# Assignment:
The word "pool" appears in some lines of the entries. Say how many, and give nothing but the number.

# Material provided:
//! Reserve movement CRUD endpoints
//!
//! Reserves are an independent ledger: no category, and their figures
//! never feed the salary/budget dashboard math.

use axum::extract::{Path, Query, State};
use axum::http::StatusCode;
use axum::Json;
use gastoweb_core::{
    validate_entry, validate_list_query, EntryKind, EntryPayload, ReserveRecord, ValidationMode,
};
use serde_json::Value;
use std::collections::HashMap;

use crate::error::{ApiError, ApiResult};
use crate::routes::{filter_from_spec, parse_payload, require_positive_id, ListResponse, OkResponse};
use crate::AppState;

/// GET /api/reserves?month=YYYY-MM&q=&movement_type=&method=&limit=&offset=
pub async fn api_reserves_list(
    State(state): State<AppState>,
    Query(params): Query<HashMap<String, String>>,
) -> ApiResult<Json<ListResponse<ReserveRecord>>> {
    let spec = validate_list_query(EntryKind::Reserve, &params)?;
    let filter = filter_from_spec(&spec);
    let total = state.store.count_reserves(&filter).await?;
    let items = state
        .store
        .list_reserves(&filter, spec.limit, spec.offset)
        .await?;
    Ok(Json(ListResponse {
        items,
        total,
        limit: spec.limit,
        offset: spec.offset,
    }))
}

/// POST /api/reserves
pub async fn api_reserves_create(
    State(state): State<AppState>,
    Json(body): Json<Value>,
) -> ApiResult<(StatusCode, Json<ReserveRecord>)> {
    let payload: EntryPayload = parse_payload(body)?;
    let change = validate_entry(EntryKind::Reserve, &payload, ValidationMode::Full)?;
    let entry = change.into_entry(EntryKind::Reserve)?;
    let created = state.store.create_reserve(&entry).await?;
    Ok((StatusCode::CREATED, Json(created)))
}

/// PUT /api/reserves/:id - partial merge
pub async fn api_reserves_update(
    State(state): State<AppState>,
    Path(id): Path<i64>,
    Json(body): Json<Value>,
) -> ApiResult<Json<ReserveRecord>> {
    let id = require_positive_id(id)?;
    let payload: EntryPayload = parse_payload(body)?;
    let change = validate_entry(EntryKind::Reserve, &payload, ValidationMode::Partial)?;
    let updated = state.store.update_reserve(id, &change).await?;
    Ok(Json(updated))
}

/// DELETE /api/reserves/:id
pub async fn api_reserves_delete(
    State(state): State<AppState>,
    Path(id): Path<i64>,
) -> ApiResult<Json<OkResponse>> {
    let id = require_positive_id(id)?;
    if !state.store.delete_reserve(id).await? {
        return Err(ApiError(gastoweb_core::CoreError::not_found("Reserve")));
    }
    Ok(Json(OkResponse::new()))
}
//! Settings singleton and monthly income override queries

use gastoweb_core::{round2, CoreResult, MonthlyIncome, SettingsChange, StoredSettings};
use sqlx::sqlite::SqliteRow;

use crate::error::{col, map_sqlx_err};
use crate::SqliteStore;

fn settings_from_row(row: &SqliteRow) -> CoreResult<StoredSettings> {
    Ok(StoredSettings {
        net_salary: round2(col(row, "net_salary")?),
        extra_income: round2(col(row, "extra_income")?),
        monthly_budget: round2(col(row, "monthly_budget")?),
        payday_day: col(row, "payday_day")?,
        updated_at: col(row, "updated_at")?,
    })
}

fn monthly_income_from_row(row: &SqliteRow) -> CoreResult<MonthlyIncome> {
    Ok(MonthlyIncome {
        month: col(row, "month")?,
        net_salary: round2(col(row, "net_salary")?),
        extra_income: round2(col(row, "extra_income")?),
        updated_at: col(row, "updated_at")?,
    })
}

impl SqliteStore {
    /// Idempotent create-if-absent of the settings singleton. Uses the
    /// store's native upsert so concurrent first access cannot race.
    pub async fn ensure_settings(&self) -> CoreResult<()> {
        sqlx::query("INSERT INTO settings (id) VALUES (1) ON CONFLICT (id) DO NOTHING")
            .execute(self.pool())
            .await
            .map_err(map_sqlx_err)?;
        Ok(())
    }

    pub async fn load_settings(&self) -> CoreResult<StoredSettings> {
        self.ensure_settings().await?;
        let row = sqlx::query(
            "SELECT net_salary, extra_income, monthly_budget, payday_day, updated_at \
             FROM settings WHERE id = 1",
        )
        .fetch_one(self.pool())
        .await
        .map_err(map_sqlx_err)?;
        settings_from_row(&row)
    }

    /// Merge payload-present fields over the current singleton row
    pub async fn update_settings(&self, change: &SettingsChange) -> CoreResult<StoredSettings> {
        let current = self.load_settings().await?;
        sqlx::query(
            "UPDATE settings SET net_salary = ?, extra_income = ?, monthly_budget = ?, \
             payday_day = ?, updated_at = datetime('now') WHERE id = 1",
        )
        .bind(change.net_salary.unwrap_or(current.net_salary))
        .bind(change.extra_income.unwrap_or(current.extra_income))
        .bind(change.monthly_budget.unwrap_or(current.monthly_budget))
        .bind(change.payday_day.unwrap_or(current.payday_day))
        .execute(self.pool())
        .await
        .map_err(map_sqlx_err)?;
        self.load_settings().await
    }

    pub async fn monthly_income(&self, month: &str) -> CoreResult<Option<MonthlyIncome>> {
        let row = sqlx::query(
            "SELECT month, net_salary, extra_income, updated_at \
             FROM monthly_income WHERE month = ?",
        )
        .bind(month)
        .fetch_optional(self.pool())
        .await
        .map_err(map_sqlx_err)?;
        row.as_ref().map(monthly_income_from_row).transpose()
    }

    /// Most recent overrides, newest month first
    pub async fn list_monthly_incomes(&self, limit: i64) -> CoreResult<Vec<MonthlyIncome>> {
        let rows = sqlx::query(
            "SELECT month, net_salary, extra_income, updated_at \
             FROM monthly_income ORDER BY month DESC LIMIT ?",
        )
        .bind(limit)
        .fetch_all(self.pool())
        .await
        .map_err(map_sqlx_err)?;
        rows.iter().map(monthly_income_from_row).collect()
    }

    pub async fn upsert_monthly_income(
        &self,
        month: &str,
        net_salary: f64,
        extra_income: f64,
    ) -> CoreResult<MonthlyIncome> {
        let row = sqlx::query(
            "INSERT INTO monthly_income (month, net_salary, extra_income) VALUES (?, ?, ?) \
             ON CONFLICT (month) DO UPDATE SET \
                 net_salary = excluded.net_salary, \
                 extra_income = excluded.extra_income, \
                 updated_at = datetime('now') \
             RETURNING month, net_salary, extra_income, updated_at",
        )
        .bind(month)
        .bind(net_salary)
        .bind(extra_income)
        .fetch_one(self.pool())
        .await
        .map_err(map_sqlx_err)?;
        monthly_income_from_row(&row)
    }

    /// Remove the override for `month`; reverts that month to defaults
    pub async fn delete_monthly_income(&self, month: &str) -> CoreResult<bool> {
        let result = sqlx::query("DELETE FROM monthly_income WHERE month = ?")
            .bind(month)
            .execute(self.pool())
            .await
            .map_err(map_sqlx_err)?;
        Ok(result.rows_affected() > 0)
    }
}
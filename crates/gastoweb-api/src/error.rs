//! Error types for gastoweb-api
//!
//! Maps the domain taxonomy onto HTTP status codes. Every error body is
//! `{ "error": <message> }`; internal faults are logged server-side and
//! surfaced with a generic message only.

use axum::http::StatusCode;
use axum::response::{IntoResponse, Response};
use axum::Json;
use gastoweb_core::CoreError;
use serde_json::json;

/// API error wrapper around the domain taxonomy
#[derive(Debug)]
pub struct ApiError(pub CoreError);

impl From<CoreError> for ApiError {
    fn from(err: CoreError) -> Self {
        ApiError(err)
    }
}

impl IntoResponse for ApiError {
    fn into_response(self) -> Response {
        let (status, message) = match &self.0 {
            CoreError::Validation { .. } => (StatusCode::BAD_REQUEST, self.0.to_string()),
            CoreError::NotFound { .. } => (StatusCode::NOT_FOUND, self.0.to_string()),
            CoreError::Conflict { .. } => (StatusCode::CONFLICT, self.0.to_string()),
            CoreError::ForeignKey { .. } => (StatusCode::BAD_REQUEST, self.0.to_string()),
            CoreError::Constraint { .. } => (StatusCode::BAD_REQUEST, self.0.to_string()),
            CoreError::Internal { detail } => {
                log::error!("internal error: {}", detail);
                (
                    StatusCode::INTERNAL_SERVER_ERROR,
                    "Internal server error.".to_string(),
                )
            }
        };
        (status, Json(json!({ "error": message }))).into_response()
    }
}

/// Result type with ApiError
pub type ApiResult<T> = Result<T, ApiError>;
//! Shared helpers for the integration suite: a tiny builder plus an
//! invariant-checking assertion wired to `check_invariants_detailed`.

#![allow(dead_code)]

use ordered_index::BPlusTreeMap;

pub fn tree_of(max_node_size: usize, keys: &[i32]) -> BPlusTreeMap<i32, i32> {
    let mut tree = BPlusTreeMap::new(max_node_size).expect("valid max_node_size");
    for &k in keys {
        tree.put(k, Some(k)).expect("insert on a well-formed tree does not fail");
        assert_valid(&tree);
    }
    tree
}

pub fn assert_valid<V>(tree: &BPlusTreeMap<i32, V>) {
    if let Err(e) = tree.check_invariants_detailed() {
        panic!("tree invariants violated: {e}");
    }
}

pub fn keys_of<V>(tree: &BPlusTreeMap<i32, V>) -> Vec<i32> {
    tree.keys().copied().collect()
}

# Written response:
7